もちろん、職種や勤め先の状況によって、休みたくても休めないという事情があるのも理解はできます。

ただ、お勤めされている方のなかには、有給休暇を取得できるはずなのに、人目を気にしたり『私がいないと仕事が回らないから』と思い込んだりして、制度を活用できていない方も一定数いるのではないでしょうか。

“忙しいから~~できない”となんでも多忙のせいにしていては、状況は改善されません。忙しいなかでも、自分のために時間を確保する意識をもつのがよいかと思います」(高橋さん)

家計や住宅ローン、保険について見直したり、そのための情報を集めたりなど、貯金を増やすための行動を起こすには、とにかく時間が必要です。“忙しいから~~できない”と思考停止するのではなく、時間を捻出するにはどうすればいいのかをまず考えてみましょう。

■7:今の会社以外のところから収入を得ようとしない

働き方を根本的に見直す必要も
働き方を根本的に見直す必要も

前項でお伝えした通り、高収入なのに貯金が増えないという状況から抜け出すためには、自分のための時間を確保することが不可欠です。
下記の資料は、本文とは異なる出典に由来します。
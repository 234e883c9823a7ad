//! DCIM Core — domain models, error taxonomy, delete-policy table and
//! repository trait definitions for the data-center inventory tracker.
//!
//! This crate has no database dependency. Everything that can be
//! expressed without storage (entity structs, the cascade policy
//! relationship table, pagination/sort normalization) lives and is
//! tested here.

pub mod error;
pub mod models;
pub mod policy;
pub mod query;
pub mod repository;
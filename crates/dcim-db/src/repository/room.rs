//! SurrealDB implementation of [`RoomRepository`].

use std::collections::HashMap;

use chrono::{DateTime, Utc};
use dcim_core::error::DcimResult;
use dcim_core::models::room::{CreateRoom, Room, RoomFilter, RoomSummary, UpdateRoom};
use dcim_core::policy::EntityKind;
use dcim_core::query::{ListOptions, Page};
use dcim_core::repository::RoomRepository;
use surrealdb::{Connection, Surreal};
use surrealdb_types::SurrealValue;
use uuid::Uuid;

use crate::cascade;
use crate::error::DbError;
use crate::query::{ListQuery, ensure_exists, ensure_unique};

const SORTABLE: &[&str] = &["name", "created_at", "updated_at"];
const SEARCHABLE: &[&str] = &["name", "description"];
const CONFLICT: &str = "Room name already taken in this site";

#[derive(Debug, SurrealValue)]
struct RoomRow {
    site_id: String,
    name: String,
    description: Option<String>,
    created_at: DateTime<Utc>,
    updated_at: DateTime<Utc>,
}

impl RoomRow {
    fn into_room(self, id: Uuid) -> Result<Room, DbError> {
        let site_id = Uuid::parse_str(&self.site_id)
            .map_err(|e| DbError::Query(format!("invalid site UUID: {e}")))?;
        Ok(Room {
            id,
            site_id,
            name: self.name,
            description: self.description,
            created_at: self.created_at,
            updated_at: self.updated_at,
        })
    }
}

#[derive(Debug, SurrealValue)]
struct RoomRowWithId {
    record_id: String,
    site_id: String,
    name: String,
    description: Option<String>,
    created_at: DateTime<Utc>,
    updated_at: DateTime<Utc>,
}

impl RoomRowWithId {
    fn try_into_room(self) -> Result<Room, DbError> {
        let id = Uuid::parse_str(&self.record_id)
            .map_err(|e| DbError::Query(format!("invalid UUID: {e}")))?;
        let site_id = Uuid::parse_str(&self.site_id)
            .map_err(|e| DbError::Query(format!("invalid site UUID: {e}")))?;
        Ok(Room {
            id,
            site_id,
            name: self.name,
            description: self.description,
            created_at: self.created_at,
            updated_at: self.updated_at,
        })
    }
}

#[derive(Debug, SurrealValue)]
struct RackCountRow {
    room_id: String,
    total: u64,
}

/// SurrealDB implementation of the Room repository.
#[derive(Clone)]
pub struct SurrealRoomRepository<C: Connection> {
    db: Surreal<C>,
}

impl<C: Connection> SurrealRoomRepository<C> {
    pub fn new(db: Surreal<C>) -> Self {
        Self { db }
    }
}

impl<C: Connection> RoomRepository for SurrealRoomRepository<C> {
    async fn create(&self, input: CreateRoom) -> DcimResult<Room> {
        let site_id_str = input.site_id.to_string();
        ensure_exists(&self.db, EntityKind::Site, &site_id_str).await?;
        ensure_unique(
            &self.db,
            "room",
            &[("name", &input.name), ("site_id", &site_id_str)],
            None,
            CONFLICT,
        )
        .await?;

        let id = Uuid::new_v4();
        let id_str = id.to_string();

        let result = self
            .db
            .query(
                "CREATE type::record('room', $id) SET \
                 site_id = $site_id, \
                 name = $name, description = $description",
            )
            .bind(("id", id_str.clone()))
            .bind(("site_id", site_id_str))
            .bind(("name", input.name))
            .bind(("description", input.description))
            .await
            .map_err(DbError::from)?;

        let mut result = result.check().map_err(|e| DbError::Query(e.to_string()))?;

        let rows: Vec<RoomRow> = result.take(0).map_err(DbError::from)?;
        let row = rows.into_iter().next().ok_or_else(|| DbError::NotFound {
            entity: "room".into(),
            id: id_str,
        })?;

        Ok(row.into_room(id)?)
    }

    async fn get_by_id(&self, id: Uuid) -> DcimResult<Room> {
        let id_str = id.to_string();

        let mut result = self
            .db
            .query("SELECT * FROM type::record('room', $id)")
            .bind(("id", id_str.clone()))
            .await
            .map_err(DbError::from)?;

        let rows: Vec<RoomRow> = result.take(0).map_err(DbError::from)?;
        let row = rows.into_iter().next().ok_or_else(|| DbError::NotFound {
            entity: "room".into(),
            id: id_str,
        })?;

        Ok(row.into_room(id)?)
    }

    async fn update(&self, id: Uuid, input: UpdateRoom) -> DcimResult<Room> {
        let current = self.get_by_id(id).await?;
        let id_str = id.to_string();

        if let Some(site_id) = input.site_id {
            ensure_exists(&self.db, EntityKind::Site, &site_id.to_string()).await?;
        }

        if input.name.is_some() || input.site_id.is_some() {
            let target_name = input.name.clone().unwrap_or(current.name);
            let target_site = input.site_id.unwrap_or(current.site_id).to_string();
            ensure_unique(
                &self.db,
                "room",
                &[("name", &target_name), ("site_id", &target_site)],
                Some(&id_str),
                CONFLICT,
            )
            .await?;
        }

        let mut sets = Vec::new();
        if input.site_id.is_some() {
            sets.push("site_id = $site_id");
        }
        if input.name.is_some() {
            sets.push("name = $name");
        }
        if input.description.is_some() {
            sets.push("description = $description");
        }
        sets.push("updated_at = time::now()");

        let query = format!("UPDATE type::record('room', $id) SET {}", sets.join(", "));

        let mut builder = self.db.query(&query).bind(("id", id_str.clone()));
        if let Some(site_id) = input.site_id {
            builder = builder.bind(("site_id", site_id.to_string()));
        }
        if let Some(name) = input.name {
            builder = builder.bind(("name", name));
        }
        if let Some(description) = input.description {
            builder = builder.bind(("description", description));
        }

        let result = builder.await.map_err(DbError::from)?;
        let mut result = result.check().map_err(|e| DbError::Query(e.to_string()))?;

        let rows: Vec<RoomRow> = result.take(0).map_err(DbError::from)?;
        let row = rows.into_iter().next().ok_or_else(|| DbError::NotFound {
            entity: "room".into(),
            id: id_str,
        })?;

        Ok(row.into_room(id)?)
    }

    async fn delete(&self, id: Uuid) -> DcimResult<()> {
        cascade::delete_entity(&self.db, EntityKind::Room, id).await
    }

    async fn list(&self, filter: RoomFilter, options: ListOptions) -> DcimResult<Page<RoomSummary>> {
        let resolved = options.resolve(SORTABLE);

        let mut query = ListQuery::new("room");
        query.search(SEARCHABLE, filter.search);
        query.eq("name", filter.name);
        query.eq("site_id", filter.site_id.map(|id| id.to_string()));

        let (rows, total): (Vec<RoomRowWithId>, u64) = query.run(&self.db, &resolved).await?;
        let rooms = rows
            .into_iter()
            .map(|row| row.try_into_room())
            .collect::<Result<Vec<_>, DbError>>()?;

        let ids: Vec<String> = rooms.iter().map(|r| r.id.to_string()).collect();
        let mut counts: HashMap<String, u64> = HashMap::new();
        if !ids.is_empty() {
            let mut result = self
                .db
                .query(
                    "SELECT room_id, count() AS total FROM rack \
                     WHERE room_id IN $ids GROUP BY room_id",
                )
                .bind(("ids", ids))
                .await
                .map_err(DbError::from)?;
            let count_rows: Vec<RackCountRow> = result.take(0).map_err(DbError::from)?;
            counts = count_rows.into_iter().map(|r| (r.room_id, r.total)).collect();
        }

        let results = rooms
            .into_iter()
            .map(|room| {
                let rack_count = counts.get(&room.id.to_string()).copied().unwrap_or(0);
                RoomSummary { room, rack_count }
            })
            .collect();

        Ok(Page::new(results, resolved.page, resolved.limit, total))
    }
}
ただ、そうは言っても「そんなのは理想論で、自分が今置かれた状況では、有給を活用することも残業を断ることもできない」と反論したくなる人もいることでしょう。しかし、その「現状では~~できない」という発想そのものが、働けど働けど暮らしが豊かにならない元凶かもしれません。
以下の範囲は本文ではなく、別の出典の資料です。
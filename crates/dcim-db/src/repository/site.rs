//! SurrealDB implementation of [`SiteRepository`].

use std::collections::HashMap;

use chrono::{DateTime, Utc};
use dcim_core::error::DcimResult;
use dcim_core::models::site::{CreateSite, Site, SiteFilter, SiteSummary, UpdateSite};
use dcim_core::policy::EntityKind;
use dcim_core::query::{ListOptions, Page};
use dcim_core::repository::SiteRepository;
use surrealdb::{Connection, Surreal};
use surrealdb_types::SurrealValue;
use uuid::Uuid;

use crate::cascade;
use crate::error::DbError;
use crate::query::{ListQuery, ensure_exists, ensure_unique};

const SORTABLE: &[&str] = &["name", "created_at", "updated_at"];
const SEARCHABLE: &[&str] = &["name", "description"];
const CONFLICT: &str = "Site name already taken in this zone";

#[derive(Debug, SurrealValue)]
struct SiteRow {
    zone_id: String,
    name: String,
    description: Option<String>,
    created_at: DateTime<Utc>,
    updated_at: DateTime<Utc>,
}

impl SiteRow {
    fn into_site(self, id: Uuid) -> Result<Site, DbError> {
        let zone_id = Uuid::parse_str(&self.zone_id)
            .map_err(|e| DbError::Query(format!("invalid zone UUID: {e}")))?;
        Ok(Site {
            id,
            zone_id,
            name: self.name,
            description: self.description,
            created_at: self.created_at,
            updated_at: self.updated_at,
        })
    }
}

#[derive(Debug, SurrealValue)]
struct SiteRowWithId {
    record_id: String,
    zone_id: String,
    name: String,
    description: Option<String>,
    created_at: DateTime<Utc>,
    updated_at: DateTime<Utc>,
}

impl SiteRowWithId {
    fn try_into_site(self) -> Result<Site, DbError> {
        let id = Uuid::parse_str(&self.record_id)
            .map_err(|e| DbError::Query(format!("invalid UUID: {e}")))?;
        let zone_id = Uuid::parse_str(&self.zone_id)
            .map_err(|e| DbError::Query(format!("invalid zone UUID: {e}")))?;
        Ok(Site {
            id,
            zone_id,
            name: self.name,
            description: self.description,
            created_at: self.created_at,
            updated_at: self.updated_at,
        })
    }
}

#[derive(Debug, SurrealValue)]
struct RoomCountRow {
    site_id: String,
    total: u64,
}

/// SurrealDB implementation of the Site repository.
#[derive(Clone)]
pub struct SurrealSiteRepository<C: Connection> {
    db: Surreal<C>,
}

impl<C: Connection> SurrealSiteRepository<C> {
    pub fn new(db: Surreal<C>) -> Self {
        Self { db }
    }
}

impl<C: Connection> SiteRepository for SurrealSiteRepository<C> {
    async fn create(&self, input: CreateSite) -> DcimResult<Site> {
        let zone_id_str = input.zone_id.to_string();
        ensure_exists(&self.db, EntityKind::Zone, &zone_id_str).await?;
        ensure_unique(
            &self.db,
            "site",
            &[("name", &input.name), ("zone_id", &zone_id_str)],
            None,
            CONFLICT,
        )
        .await?;

        let id = Uuid::new_v4();
        let id_str = id.to_string();

        let result = self
            .db
            .query(
                "CREATE type::record('site', $id) SET \
                 zone_id = $zone_id, \
                 name = $name, description = $description",
            )
            .bind(("id", id_str.clone()))
            .bind(("zone_id", zone_id_str))
            .bind(("name", input.name))
            .bind(("description", input.description))
            .await
            .map_err(DbError::from)?;

        let mut result = result.check().map_err(|e| DbError::Query(e.to_string()))?;

        let rows: Vec<SiteRow> = result.take(0).map_err(DbError::from)?;
        let row = rows.into_iter().next().ok_or_else(|| DbError::NotFound {
            entity: "site".into(),
            id: id_str,
        })?;

        Ok(row.into_site(id)?)
    }

    async fn get_by_id(&self, id: Uuid) -> DcimResult<Site> {
        let id_str = id.to_string();

        let mut result = self
            .db
            .query("SELECT * FROM type::record('site', $id)")
            .bind(("id", id_str.clone()))
            .await
            .map_err(DbError::from)?;

        let rows: Vec<SiteRow> = result.take(0).map_err(DbError::from)?;
        let row = rows.into_iter().next().ok_or_else(|| DbError::NotFound {
            entity: "site".into(),
            id: id_str,
        })?;

        Ok(row.into_site(id)?)
    }

    async fn update(&self, id: Uuid, input: UpdateSite) -> DcimResult<Site> {
        let current = self.get_by_id(id).await?;
        let id_str = id.to_string();

        if let Some(zone_id) = input.zone_id {
            ensure_exists(&self.db, EntityKind::Zone, &zone_id.to_string()).await?;
        }

        if input.name.is_some() || input.zone_id.is_some() {
            let target_name = input.name.clone().unwrap_or(current.name);
            let target_zone = input.zone_id.unwrap_or(current.zone_id).to_string();
            ensure_unique(
                &self.db,
                "site",
                &[("name", &target_name), ("zone_id", &target_zone)],
                Some(&id_str),
                CONFLICT,
            )
            .await?;
        }

        let mut sets = Vec::new();
        if input.zone_id.is_some() {
            sets.push("zone_id = $zone_id");
        }
        if input.name.is_some() {
            sets.push("name = $name");
        }
        if input.description.is_some() {
            sets.push("description = $description");
        }
        sets.push("updated_at = time::now()");

        let query = format!("UPDATE type::record('site', $id) SET {}", sets.join(", "));

        let mut builder = self.db.query(&query).bind(("id", id_str.clone()));
        if let Some(zone_id) = input.zone_id {
            builder = builder.bind(("zone_id", zone_id.to_string()));
        }
        if let Some(name) = input.name {
            builder = builder.bind(("name", name));
        }
        if let Some(description) = input.description {
            builder = builder.bind(("description", description));
        }

        let result = builder.await.map_err(DbError::from)?;
        let mut result = result.check().map_err(|e| DbError::Query(e.to_string()))?;

        let rows: Vec<SiteRow> = result.take(0).map_err(DbError::from)?;
        let row = rows.into_iter().next().ok_or_else(|| DbError::NotFound {
            entity: "site".into(),
            id: id_str,
        })?;

        Ok(row.into_site(id)?)
    }

    async fn delete(&self, id: Uuid) -> DcimResult<()> {
        cascade::delete_entity(&self.db, EntityKind::Site, id).await
    }

    async fn list(&self, filter: SiteFilter, options: ListOptions) -> DcimResult<Page<SiteSummary>> {
        let resolved = options.resolve(SORTABLE);

        let mut query = ListQuery::new("site");
        query.search(SEARCHABLE, filter.search);
        query.eq("name", filter.name);
        query.eq("zone_id", filter.zone_id.map(|id| id.to_string()));

        let (rows, total): (Vec<SiteRowWithId>, u64) = query.run(&self.db, &resolved).await?;
        let sites = rows
            .into_iter()
            .map(|row| row.try_into_site())
            .collect::<Result<Vec<_>, DbError>>()?;

        let ids: Vec<String> = sites.iter().map(|s| s.id.to_string()).collect();
        let mut counts: HashMap<String, u64> = HashMap::new();
        if !ids.is_empty() {
            let mut result = self
                .db
                .query(
                    "SELECT site_id, count() AS total FROM room \
                     WHERE site_id IN $ids GROUP BY site_id",
                )
                .bind(("ids", ids))
                .await
                .map_err(DbError::from)?;
            let count_rows: Vec<RoomCountRow> = result.take(0).map_err(DbError::from)?;
            counts = count_rows.into_iter().map(|r| (r.site_id, r.total)).collect();
        }

        let results = sites
            .into_iter()
            .map(|site| {
                let room_count = counts.get(&site.id.to_string()).copied().unwrap_or(0);
                SiteSummary { site, room_count }
            })
            .collect();

        Ok(Page::new(results, resolved.page, resolved.limit, total))
    }
}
「本来、会社で働くことは、自分の生活のためなのに、その会社で働き続けること自体が目的化してしまって自分の生活が疎かになるという本末転倒な事態に陥っている人が、少なくないような気がします。

そもそも激務に追われて自分の時間が取れないくらいなら、そうした現在の働き方を根本的に疑ってみる必要があるのではないでしょうか。拘束時間の長い職場で働いているなら、待遇改善を求めて転職するのもひとつの選択肢です」(高橋さん)

今は転職や起業、副業など多様な働き方が認められている時代。もちろん、現在のライフスタイルや経済状況に満足しているのであれば敢えて働き方を変える必要はありません。ただ、経済的に不満があるのに、仕事に追われて問題解決に着手もできないという有様なのであれば、自分の働き方を見直すべきタイミングだといえそうです。

今回ご紹介したお金の使い方、お金に対する考え方で、あなたに当てはまるものはありましたか? これから少しでも貯金を増やしていきたいなら、この機会にぜひ改善しましょう。

高橋成壽さん
寿FPコンサルティング代表
(たかはし なるひさ)慶應義塾大学総合政策学部を卒業後、金融関係のキャリアを経て2007年にファイナンシャルプランナー事務所を設立。現在は寿FPコンサルティング、ライフデザインセンター、寿アセットマネジメントなど、複数の金融サービス会社の代表を務める。「FP王子」の異名を持ち、メディアへの出演多数。著書に『ダンナの遺産を子どもに相続させないで』(廣済堂出版)がある。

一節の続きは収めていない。